Where to begin…back in 2007? No…too long and involved. Back in 1977? No…Way too long and involved. How about in September of this year with little blips from last spring. As some are aware, I took some time off of work to literally get my head on straight and returned to work in June. To my credit, I did give it an honest effort, but found out my effort wasn’t enough in September. To make a long story short, I wound up officially resigning as of October 31. I still have mixed emotions.
Is this the right choice for me and my family? I found out I could apply for disability retirement. What if that doesn’t go through? What if my writing doesn’t take off in order to provide income for us? What if no one asks me to come and speak at an event or Bible study? And then there’s school…what if I can’t finish? Even if I do, how do I know I will get accepted into seminary? As you can see, there is more I don’t know than I do know…A LOT. Not to mention feeling like a quitter for leaving my job.

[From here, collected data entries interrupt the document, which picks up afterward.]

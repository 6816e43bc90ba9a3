//! Adversarial test suite for walletscore.
//!
//! Hostile or sloppy exports must either be rejected with a structural
//! error or scored within bounds. Nothing may panic, and no partial output
//! may be left behind.
//!
//! Inputs covered:
//! - Malformed structure (non-array, non-object records, missing fields)
//! - Garbage and extreme numeric fields
//! - Action spelling variants
//! - Randomized populations (bounds and determinism)

use proptest::prelude::*;
use serde_json::{json, Value};

use walletscore_core::error::{InputError, ScoreError};
use walletscore_core::normalize::normalize_records;
use walletscore_core::types::ActionKind;
use walletscore_pipeline::{Pipeline, PipelineConfig, PipelineError, Scorer};
use walletscore_pipeline::Strategy as ScoringStrategy;
use walletscore_tests::helpers::*;

fn input_error(records: Value) -> InputError {
    normalize_records(&records).unwrap_err()
}

// ---------------------------------------------------------------------------
// Structural rejection
// ---------------------------------------------------------------------------

#[test]
fn top_level_object_rejected() {
    assert_eq!(input_error(json!({ "records": [] })), InputError::NotAnArray);
}

#[test]
fn non_object_record_rejected_with_index() {
    let records = json!([record("A", "deposit", 1.0, 1.0), 42]);
    assert_eq!(input_error(records), InputError::RecordNotObject { index: 1 });
}

#[test]
fn missing_or_empty_wallet_rejected() {
    assert_eq!(
        input_error(json!([{ "action": "deposit" }])),
        InputError::MissingWallet { index: 0 }
    );
    assert_eq!(
        input_error(json!([{ "userWallet": "", "action": "deposit" }])),
        InputError::MissingWallet { index: 0 }
    );
    assert_eq!(
        input_error(json!([{ "userWallet": 7, "action": "deposit" }])),
        InputError::MissingWallet { index: 0 }
    );
}

#[test]
fn missing_action_rejected() {
    let records = json!([record("A", "deposit", 1.0, 1.0), { "userWallet": "B" }]);
    assert_eq!(input_error(records), InputError::MissingAction { index: 1 });
}

#[test]
fn truncated_json_file_fails_without_outputs() {
    let dir = tempfile::tempdir().unwrap();
    let input = dir.path().join("transactions.json");
    std::fs::write(&input, r#"[{"userWallet":"A","action":"dep"#).unwrap();
    let config = config_for(dir.path(), input);
    let (csv, svg) = (config.output.clone(), config.plot.clone());

    let err = Pipeline::new(config).run().unwrap_err();
    assert!(matches!(
        err,
        PipelineError::Score(ScoreError::Input(InputError::Json(_)))
    ));
    assert!(!csv.exists());
    assert!(!svg.exists());
}

// ---------------------------------------------------------------------------
// Numeric tolerance
// ---------------------------------------------------------------------------

#[test]
fn garbage_numbers_default_to_zero() {
    let records = json!([
        { "userWallet": "A", "action": "deposit", "actionData": { "amount": "lots", "assetPriceUSD": "1" } },
        { "userWallet": "A", "action": "deposit", "actionData": { "amount": "-5", "assetPriceUSD": "1" } },
        { "userWallet": "A", "action": "deposit", "actionData": { "amount": null, "assetPriceUSD": [] } },
        { "userWallet": "A", "action": "deposit", "actionData": "not an object" },
    ]);
    let n = normalize_records(&records).unwrap();
    assert_eq!(n.events.len(), 4);
    assert!(n.events.iter().all(|e| e.amount_usd() == 0.0));
    assert!(n.defaulted_fields >= 5, "defaulted = {}", n.defaulted_fields);
}

#[test]
fn astronomical_amounts_stay_in_bounds() {
    let mut records = population(20);
    records.push(record("0xwhale", "deposit", 1e300, 1e300));
    records.push(record("0xwhale", "borrow", 1e300, 1e300));
    records.push(record("0xwhale", "repay", 1e300, 1e300));

    let n = normalize_records(&Value::Array(records)).unwrap();
    let run = Scorer::from_config(&PipelineConfig::default())
        .score_events(&n.events)
        .unwrap();
    assert_eq!(run.scores.len(), 21);
    assert!(run.scores.iter().all(|s| (0.0..=1000.0).contains(&s.score)));
    let whale = run.features.iter().find(|f| f.wallet == "0xwhale").unwrap();
    assert!((0.0..=1.0).contains(&whale.repayment_ratio));
}

#[test]
fn over_repayment_caps_ratio() {
    let records = json!([
        record("A", "borrow", 10.0, 1.0),
        record("A", "repay", 25.0, 1.0),
    ]);
    let n = normalize_records(&records).unwrap();
    let table = walletscore_core::aggregate(&n.events);
    assert_eq!(table[0].repayment_ratio, 1.0);
}

// ---------------------------------------------------------------------------
// Action spelling
// ---------------------------------------------------------------------------

#[test]
fn action_matching_is_case_sensitive() {
    for spelling in ["Deposit", "DEPOSIT", "liquidationCall", "LiquidationCall", "repay "] {
        assert_eq!(ActionKind::parse(spelling), ActionKind::Other, "{spelling}");
    }
    let records = json!([
        record("A", "Deposit", 1_000.0, 1.0),
        record("A", "LiquidationCall", 0.0, 0.0),
    ]);
    let n = normalize_records(&records).unwrap();
    let table = walletscore_core::aggregate(&n.events);
    // Counted as activity, never as deposit or liquidation.
    assert_eq!(table[0].tx_frequency, 2);
    assert_eq!(table[0].total_deposit, 0.0);
    assert_eq!(table[0].liquidation_count, 0);
}

#[test]
fn wallets_are_not_case_folded() {
    let records = json!([
        record("0xAbC", "deposit", 1.0, 1.0),
        record("0xabc", "deposit", 1.0, 1.0),
    ]);
    let n = normalize_records(&records).unwrap();
    assert_eq!(walletscore_core::aggregate(&n.events).len(), 2);
}

#[test]
fn awkward_wallet_ids_survive_csv() {
    let dir = tempfile::tempdir().unwrap();
    let mut records = population(10);
    records.push(record("wallet,with,commas", "deposit", 5.0, 1.0));
    let input = write_export(dir.path(), "transactions.json", &records);
    let mut config = config_for(dir.path(), input);
    config.strategy = ScoringStrategy::Baseline;

    let summary = Pipeline::new(config).run().unwrap();
    let body = std::fs::read_to_string(summary.scores_path).unwrap();
    assert!(body.contains("\"wallet,with,commas\","));
}

// ---------------------------------------------------------------------------
// Randomized populations
// ---------------------------------------------------------------------------

fn arb_record() -> impl Strategy<Value = Value> {
    (
        0u8..12,
        prop::sample::select(vec![
            "deposit",
            "borrow",
            "repay",
            "liquidationcall",
            "redeemunderlying",
            "Deposit",
        ]),
        prop_oneof![
            (0.0f64..1e9).prop_map(|v| json!(v.to_string())),
            (0.0f64..1e6).prop_map(|v| json!(v)),
            Just(json!("n/a")),
            Just(Value::Null),
        ],
        prop_oneof![(0.0f64..5_000.0).prop_map(|v| json!(v.to_string())), Just(Value::Null)],
    )
        .prop_map(|(w, action, amount, price)| {
            json!({
                "userWallet": format!("w{w:02}"),
                "action": action,
                "actionData": { "amount": amount, "assetPriceUSD": price },
            })
        })
}

proptest! {
    #![proptest_config(ProptestConfig::with_cases(32))]

    #[test]
    fn random_exports_score_within_bounds(records in prop::collection::vec(arb_record(), 0..120)) {
        let n = normalize_records(&Value::Array(records)).unwrap();
        let wallets = walletscore_core::aggregate(&n.events).len();
        match Scorer::from_config(&PipelineConfig::default()).score_events(&n.events) {
            Ok(run) => {
                prop_assert_eq!(run.scores.len(), wallets);
                for s in &run.scores {
                    prop_assert!((0.0..=1000.0).contains(&s.score));
                }
            }
            Err(e) => {
                prop_assert!(wallets < 5, "unexpected failure with {} wallets: {}", wallets, e);
            }
        }
    }

    #[test]
    fn baseline_never_fails(records in prop::collection::vec(arb_record(), 0..80)) {
        let n = normalize_records(&Value::Array(records)).unwrap();
        let config = PipelineConfig { strategy: ScoringStrategy::Baseline, ..PipelineConfig::default() };
        let run = Scorer::from_config(&config).score_events(&n.events).unwrap();
        for s in &run.scores {
            prop_assert!((0.0..=1000.0).contains(&s.score));
        }
    }

    #[test]
    fn scoring_is_deterministic(records in prop::collection::vec(arb_record(), 40..100)) {
        let n = normalize_records(&Value::Array(records)).unwrap();
        let scorer = Scorer::from_config(&PipelineConfig::default());
        if let (Ok(a), Ok(b)) = (scorer.score_events(&n.events), scorer.score_events(&n.events)) {
            prop_assert_eq!(a.scores, b.scores);
        }
    }
}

However, here’s what I DO know:
For I know the plans I have for you,” declares the LORD, “plans to prosper you and not to harm you, plans to give you hope and a future. – Jeremiah 29:11
The LORD himself goes before you and will be with you; he will never leave you nor forsake you. Do not be afraid; do not be discouraged. – Deuteronomy 31:8
And we know that in all things God works for the good of those who love him, who have been called according to his purpose. – Romans 8:28
Now to him who is able to do immeasurably more than all we ask or imagine, according to his power that is at work within us, to him be glory in the church and in Christ Jesus throughout all generations, for ever and ever! Amen. – Ephesians 3:20-21
being confident of this, that he who began a good work in you will carry it on to completion until the day of Christ Jesus. – Philippians 1:6
What all these verses have in common is God’s faithfulness and sovereignty…and none of it hinges on my ability to perform (which is good because my performance is usually sub-par!). What is up to me is to trust and believe…even if I make a mistake and ruin everything, God is still faithful. He still loves me. He knows what I need even before I ask it. But these verses don’t apply just to me…THEY APPLY TO EVERYONE. You are loved and treasured more than you can ever imagine. Every tear you have cried, every sleepless night you have had, every time you experienced unfairness and injustice, our Heavenly Father knows about…and He wants you to trust Him to take care of it for you, the good, the bad, and the ugly.
So, while my life may look like a road map of detours and wrong exits, by trusting God, I can know I will reach my destination and there will never be a point in that journey I will have to face alone. The verses above aren’t long or difficult. I challenge you to pick one and (write it down if you have to) commit it to memory. It can’t hurt and it will only help.